The problem: Before you finish, make sure each line of the records has been retyped exactly.

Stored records
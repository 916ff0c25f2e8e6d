//! GraphQL operations, one per stream.

pub const MY_PROJECTS: &str = r#"
query {
    me {
        id
        name
        email
        projects {
            id
            title
            __typename
        }
    }
}
"#;

pub const PROJECTS_LIST: &str = r#"
query ProjectsList {
    projects {
        id
        clientName
        coverImageUrl
        description
        metadata {
            createdBy {
                id
                name
                email
            }
            createdUTC
            lastModifiedUTC
        }
        ... on Survey {
            responseMetrics {
                completedUsers
                inProgressUsers
                invitedUsers
            }
        }
        ... on Workshop {
            participantCount
        }
        status
        theme
        title
        __typename
    }
}
"#;

pub const PROJECT: &str = r#"
query ProjectDetails($project_id: ID!) {
    project(id: $project_id, type: Survey) {
        clientName
        coverImageUrl
        description
        metadata {
            createdBy {
                id
                name
                email
            }
            createdUTC
            lastModifiedUTC
        }
        ... on Survey {
            responseMetrics {
                completedUsers
                inProgressUsers
                invitedUsers
            }
        }
        ... on Workshop {
            participantCount
        }
        status
        theme
        title
        __typename
    }
}
"#;

pub const TEAM_MEMBERS: &str = r#"
query TeamMemberDetails($project_id: ID!) {
    project(id: $project_id, type: Survey) {
        teamMembers {
            id
            name
            email
            role
        }
    }
}
"#;

pub const RESPONDENTS: &str = r#"
query RespondentDetails($project_id: ID!) {
    project(id: $project_id) {
        respondents {
            userId
            name
            email
            collectorId
            collectorTitle
            projectId
            attributes {
                key
                value
            }
        }
    }
}
"#;

pub const RESPONSES: &str = r#"
query Responses($project_id: ID!, $response_batch_size: Int, $cursor: String) {
    project(id: $project_id) {
        responses(first: $response_batch_size, after: $cursor) {
            edges {
                node {
                    id
                    __typename
                    active
                    locale
                    metadata {
                        createdBy {
                            id
                            name
                            email
                        }
                        createdUTC
                        lastModifiedUTC
                    }
                    questionId
                    ... on NestedOptionResponse {
                        NestedOptionResponseOptions: options {
                            id
                            label
                            value {
                                id
                                label
                                additionalUserInput
                            }
                        }
                    }
                    ... on TextResponse {
                        TextResponseValue: value {
                            id
                            userInput
                        }
                    }
                    ... on NumericResponse {
                        NumericResponseValue: value
                    }
                    ... on OptionResponse {
                        OptionResponseValue: value {
                            id
                            label
                            additionalUserInput
                        }
                    }
                    ... on ListResponse {
                        ListResponseValue: value
                    }
                }
                cursor
            }
        }
    }
}
"#;

pub const QUESTIONS: &str = r#"
query SurveyQuestions($project_id: ID!) {
    project(id: $project_id) {
        ... on Survey {
            questions {
                id
                __typename
                ... on MatrixQuestion { required }
                ... on MultipleChoiceQuestion { required }
                ... on MultipleChoiceStackQuestion { required }
                ... on RankingQuestion { required }
                ... on RatingQuestion { required }
                ... on SliderQuestion { required }
                ... on TextEntryQuestion { required }
                content {
                    backgroundImageUrl
                    description
                    title
                    __typename
                    ... on MatrixQuestionContent {
                        columns {
                            id
                            hasFollowUp
                            followUpQuestion
                            label
                        }
                        moreInfoText
                        rows {
                            id
                            title
                            description
                        }
                    }
                    ... on MultipleChoiceContent {
                        allowMultiple
                        answers {
                            id
                            label
                        }
                        multipleChoiceMaxSelectionCount: maxSelectionCount
                        moreInfoText
                        showOther
                    }
                    ... on MultipleChoiceStackContent {
                        allowMultiple
                        answers {
                            id
                            label
                        }
                        multipleChoiceStackContentMaxSelectionCount: maxSelectionCount
                        moreInfoText
                        showOther
                        subQuestions {
                            id
                            title
                            description
                        }
                    }
                    ... on RankingQuestionContent {
                        answers {
                            id
                            label
                        }
                        randomizeAnswers
                        showOther
                    }
                    ... on SliderQuestionContent {
                        labels {
                            left
                            middle
                            right
                        }
                        showLabels
                        steps
                    }
                    ... on TextEntryQuestionContent {
                        inputs
                        placeholderText {
                            id
                            label
                        }
                    }
                }
                hidden
                logic {
                    preLogicRules {
                        logicRuleId
                        action {
                            contextItemId
                            contextItemType
                            targetItemId
                            targetItemType
                            verb
                        }
                        condition {
                            compareOperator
                            compareValue
                            contextItemId
                            contextItemType
                            sourceItemId
                            sourceItemType
                        }
                    }
                    postLogicRules {
                        logicRuleId
                        action {
                            contextItemId
                            contextItemType
                            targetItemId
                            targetItemType
                            verb
                        }
                        condition {
                            compareOperator
                            compareValue
                            contextItemId
                            contextItemType
                            sourceItemId
                            sourceItemType
                        }
                    }
                    otherwiseLogicRule {
                        contextItemId
                        contextItemType
                        targetItemId
                        targetItemType
                    }
                }
                metadata {
                    createdBy {
                        id
                        name
                        email
                    }
                    createdUTC
                    lastModifiedUTC
                }
            }
        }
    }
}
"#;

Result of the task:
repository 916ff0c25f2e8e6d
//! GraphQL operations, one per stream.

pub const MY_PROJECTS: &str = r#"
query {
    me {
        id
        name
        email
        projects {
            id
            title
            __typename
        }
    }
}
"#;

pub const PROJECTS_LIST: &str = r#"
query ProjectsList {
    projects {
        id
        clientName
        coverImageUrl
        description
        metadata {
            createdBy {
                id
                name
                email
            }
            createdUTC
            lastModifiedUTC
        }
        ... on Survey {
            responseMetrics {
                completedUsers
                inProgressUsers
                invitedUsers
            }
        }
        ... on Workshop {
            participantCount
        }
        status
        theme
        title
        __typename
    }
}
"#;

pub const PROJECT: &str = r#"
query ProjectDetails($project_id: ID!) {
    project(id: $project_id, type: Survey) {
        clientName
        coverImageUrl
        description
        metadata {
            createdBy {
                id
                name
                email
            }
            createdUTC
            lastModifiedUTC
        }
        ... on Survey {
            responseMetrics {
                completedUsers
                inProgressUsers
                invitedUsers
            }
        }
        ... on Workshop {
            participantCount
        }
        status
        theme
        title
        __typename
    }
}
"#;

pub const TEAM_MEMBERS: &str = r#"
query TeamMemberDetails($project_id: ID!) {
    project(id: $project_id, type: Survey) {
        teamMembers {
            id
            name
            email
            role
        }
    }
}
"#;

pub const RESPONDENTS: &str = r#"
query RespondentDetails($project_id: ID!) {
    project(id: $project_id) {
        respondents {
            userId
            name
            email
            collectorId
            collectorTitle
            projectId
            attributes {
                key
                value
            }
        }
    }
}
"#;

pub const RESPONSES: &str = r#"
query Responses($project_id: ID!, $response_batch_size: Int, $cursor: String) {
    project(id: $project_id) {
        responses(first: $response_batch_size, after: $cursor) {
            edges {
                node {
                    id
                    __typename
                    active
                    locale
                    metadata {
                        createdBy {
                            id
                            name
                            email
                        }
                        createdUTC
                        lastModifiedUTC
                    }
                    questionId
                    ... on NestedOptionResponse {
                        NestedOptionResponseOptions: options {
                            id
                            label
                            value {
                                id
                                label
                                additionalUserInput
                            }
                        }
                    }
                    ... on TextResponse {
                        TextResponseValue: value {
                            id
                            userInput
                        }
                    }
                    ... on NumericResponse {
                        NumericResponseValue: value
                    }
                    ... on OptionResponse {
                        OptionResponseValue: value {
                            id
                            label
                            additionalUserInput
                        }
                    }
                    ... on ListResponse {
                        ListResponseValue: value
                    }
                }
                cursor
            }
        }
    }
}
"#;

pub const QUESTIONS: &str = r#"
query SurveyQuestions($project_id: ID!) {
    project(id: $project_id) {
        ... on Survey {
            questions {
                id
                __typename
                ... on MatrixQuestion { required }
                ... on MultipleChoiceQuestion { required }
                ... on MultipleChoiceStackQuestion { required }
                ... on RankingQuestion { required }
                ... on RatingQuestion { required }
                ... on SliderQuestion { required }
                ... on TextEntryQuestion { required }
                content {
                    backgroundImageUrl
                    description
                    title
                    __typename
                    ... on MatrixQuestionContent {
                        columns {
                            id
                            hasFollowUp
                            followUpQuestion
                            label
                        }
                        moreInfoText
                        rows {
                            id
                            title
                            description
                        }
                    }
                    ... on MultipleChoiceContent {
                        allowMultiple
                        answers {
                            id
                            label
                        }
                        multipleChoiceMaxSelectionCount: maxSelectionCount
                        moreInfoText
                        showOther
                    }
                    ... on MultipleChoiceStackContent {
                        allowMultiple
                        answers {
                            id
                            label
                        }
                        multipleChoiceStackContentMaxSelectionCount: maxSelectionCount
                        moreInfoText
                        showOther
                        subQuestions {
                            id
                            title
                            description
                        }
                    }
                    ... on RankingQuestionContent {
                        answers {
                            id
                            label
                        }
                        randomizeAnswers
                        showOther
                    }
                    ... on SliderQuestionContent {
                        labels {
                            left
                            middle
                            right
                        }
                        showLabels
                        steps
                    }
                    ... on TextEntryQuestionContent {
                        inputs
                        placeholderText {
                            id
                            label
                        }
                    }
                }
                hidden
                logic {
                    preLogicRules {
                        logicRuleId
                        action {
                            contextItemId
                            contextItemType
                            targetItemId
                            targetItemType
                            verb
                        }
                        condition {
                            compareOperator
                            compareValue
                            contextItemId
                            contextItemType
                            sourceItemId
                            sourceItemType
                        }
                    }
                    postLogicRules {
                        logicRuleId
                        action {
                            contextItemId
                            contextItemType
                            targetItemId
                            targetItemType
                            verb
                        }
                        condition {
                            compareOperator
                            compareValue
                            contextItemId
                            contextItemType
                            sourceItemId
                            sourceItemType
                        }
                    }
                    otherwiseLogicRule {
                        contextItemId
                        contextItemType
                        targetItemId
                        targetItemType
                    }
                }
                metadata {
                    createdBy {
                        id
                        name
                        email
                    }
                    createdUTC
                    lastModifiedUTC
                }
            }
        }
    }
}
"#;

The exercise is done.